• [Extracted records]:
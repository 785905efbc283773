//! AcadSys - 学业档案与成绩分析平台后端服务
//!
//! 基于 Actix Web 构建的班级考勤与测验成绩管理系统后端，
//! 核心是把原始考勤记录和测验成绩换算成百分比、缺勤名单和
//! 需进步名单的聚合层。
//!
//! # 架构
//! - `aggregation`: 考勤与成绩聚合核心（纯函数）
//! - `cache`: 缓存层（Moka/Redis）
//! - `config`: 配置管理
//! - `entity`: SeaORM 数据库实体
//! - `errors`: 统一错误处理
//! - `middlewares`: 认证授权中间件
//! - `models`: 数据模型定义
//! - `routes`: API 路由层
//! - `runtime`: 运行时生命周期管理
//! - `services`: 业务逻辑层
//! - `storage`: 数据存储层（SeaORM）
//! - `utils`: 工具函数

pub mod aggregation;
pub mod cache;
pub mod config;
pub mod entity;
pub mod errors;
pub mod middlewares;
pub mod models;
pub mod routes;
pub mod runtime;
pub mod services;
pub mod storage;
pub mod utils;
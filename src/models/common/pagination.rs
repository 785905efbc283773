use serde::{Deserialize, Serialize};
use ts_rs::TS;

// 分页查询参数
#[derive(Debug, Clone, Deserialize, TS)]
#[ts(export, export_to = "../frontend/src/types/generated/pagination.ts")]
pub struct PaginationQuery {
    #[serde(
        default = "default_page",
        deserialize_with = "deserialize_string_to_i64"
    )]
    pub page: i64,
    #[serde(
        default = "default_size",
        deserialize_with = "deserialize_string_to_i64"
    )]
    pub size: i64,
}

// 分页响应信息
#[derive(Debug, Clone, Serialize, Deserialize, TS)]
#[ts(export, export_to = "../frontend/src/types/generated/pagination.ts")]
pub struct PaginationInfo {
    pub page: i64,
    pub page_size: i64,
    pub total: i64,
    pub total_pages: i64,
}

// 自定义反序列化函数，支持字符串到i64的转换
fn deserialize_string_to_i64<'de, D>(deserializer: D) -> Result<i64, D::Error>
where
    D: serde::Deserializer<'de>,
{
    use serde::de::{Error, Unexpected, Visitor};
    use std::fmt;

    struct I64Visitor;

    impl<'de> Visitor<'de> for I64Visitor {
        type Value = i64;

        fn expecting(&self, formatter: &mut fmt::Formatter) -> fmt::Result {
            formatter.write_str("an integer or a string containing an integer")
        }

        fn visit_i64<E>(self, value: i64) -> Result<Self::Value, E>
        where
            E: Error,
        {
            Ok(value)
        }

        fn visit_u64<E>(self, value: u64) -> Result<Self::Value, E>
        where
            E: Error,
        {
            if value <= i64::MAX as u64 {
                Ok(value as i64)
            } else {
                Err(Error::invalid_value(Unexpected::Unsigned(value), &self))
            }
        }

        fn visit_str<E>(self, value: &str) -> Result<Self::Value, E>
        where
            E: Error,
        {
            value
                .parse()
                .map_err(|_| Error::invalid_value(Unexpected::Str(value), &self))
        }
    }

    deserializer.deserialize_any(I64Visitor)
}

fn default_page() -> i64 {
    1
}

fn default_size() -> i64 {
    20
}

impl Default for PaginationQuery {
    fn default() -> Self {
        Self { page: 1, size: 20 }
    }
}
use super::entities::AttendanceStatus;
use serde::Serialize;
use ts_rs::TS;

// 学生查询自己某天考勤的响应
#[derive(Debug, Serialize, TS)]
#[ts(export, export_to = "../frontend/src/types/generated/attendance.ts")]
pub struct AttendanceStatusResponse {
    pub status: AttendanceStatus,
    pub reason: String,
}

// 批量保存考勤的响应
#[derive(Debug, Serialize, TS)]
#[ts(export, export_to = "../frontend/src/types/generated/attendance.ts")]
pub struct SaveAttendanceResponse {
    pub saved: i64,
}

// 教师分组日视图中的一条记录（带学生姓名与 PRN）
#[derive(Debug, Serialize, TS)]
#[ts(export, export_to = "../frontend/src/types/generated/attendance.ts")]
pub struct AttendanceViewEntry {
    pub student_id: i64,
    pub name: String,
    pub prn: String,
    pub status: AttendanceStatus,
    pub reason: String,
    pub date: chrono::DateTime<chrono::Utc>,
}

// 日视图响应
#[derive(Debug, Serialize, TS)]
#[ts(export, export_to = "../frontend/src/types/generated/attendance.ts")]
pub struct AttendanceViewResponse {
    pub records: Vec<AttendanceViewEntry>,
}

// 缺勤者列表中的一项
// 列表顺序是记录的首次出现顺序，不按百分比排序
#[derive(Debug, Clone, Serialize, TS)]
#[ts(export, export_to = "../frontend/src/types/generated/attendance.ts")]
pub struct DefaulterEntry {
    pub student_id: i64,
    pub name: String,
    pub prn: String,
    pub attendance_percentage: f64,
}

// 缺勤者列表响应
#[derive(Debug, Serialize, TS)]
#[ts(export, export_to = "../frontend/src/types/generated/attendance.ts")]
pub struct DefaulterListResponse {
    pub defaulters: Vec<DefaulterEntry>,
}

// 缺勤比例（图表用）
// 没有任何考勤记录的学生计入 defaulters（0% < 70%）
#[derive(Debug, Serialize, TS)]
#[ts(export, export_to = "../frontend/src/types/generated/attendance.ts")]
pub struct DefaulterRatioResponse {
    pub defaulters: i64,
    pub non_defaulters: i64,
}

• [What to produce]: The expected answer is a copy of each line above containing "Clone".

• [Task result]:
#[derive(Debug, Clone, Deserialize, TS)]
#[derive(Debug, Clone, Serialize, Deserialize, TS)]
#[derive(Debug, Clone, Serialize, TS)]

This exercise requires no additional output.